What the task asks » The answer must consist of every line from the entries that holds the word "Result".

(Saved data entries)
+---+

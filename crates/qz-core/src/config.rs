use serde::{Deserialize, Serialize};

use crate::constants::{
    DEFAULT_ARENA_BYTES, DEFAULT_BOUNDARY_WINDOW, DEFAULT_FRAME_SIZE, DEFAULT_REFRESH_INTERVAL,
    DEFAULT_TABLE_SIZE,
};
use crate::error::{QzError, Result};

/// Tunable parameters for one compressor run. The same values must be used
/// on the encode and decode side; everything that affects the adaptive model
/// is either fixed here or recorded in the stream header.
#[derive(Debug, Clone, Serialize, Deserialize)]
pub struct CompressorConfig {
    /// Target frame size in bytes. Actual frames drift by at most
    /// `boundary_window` to land on a separator byte.
    pub target_frame_size: usize,
    /// Look-around distance for the grain-aware boundary search.
    pub boundary_window: usize,
    /// Slot count per context table. Prefer a non-power-of-two value.
    pub table_size: usize,
    /// Symbols between lazy probability refreshes.
    pub refresh_interval: u32,
    /// Capacity of the per-frame scratch arena, in bytes.
    pub arena_bytes: usize,
}

impl CompressorConfig {
    pub fn validate(&self) -> Result<()> {
        if self.target_frame_size == 0 {
            return Err(QzError::InvalidConfig("target_frame_size must be > 0".into()));
        }
        if self.table_size == 0 {
            return Err(QzError::InvalidConfig("table_size must be > 0".into()));
        }
        if self.refresh_interval == 0 {
            return Err(QzError::InvalidConfig("refresh_interval must be > 0".into()));
        }
        Ok(())
    }
}

impl Default for CompressorConfig {
    fn default() -> Self {
        Self {
            target_frame_size: DEFAULT_FRAME_SIZE,
            boundary_window: DEFAULT_BOUNDARY_WINDOW,
            table_size: DEFAULT_TABLE_SIZE,
            refresh_interval: DEFAULT_REFRESH_INTERVAL,
            arena_bytes: DEFAULT_ARENA_BYTES,
        }
    }
}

+---+

Exercise answer »
use crate::error::{QzError, Result};
    pub fn validate(&self) -> Result<()> {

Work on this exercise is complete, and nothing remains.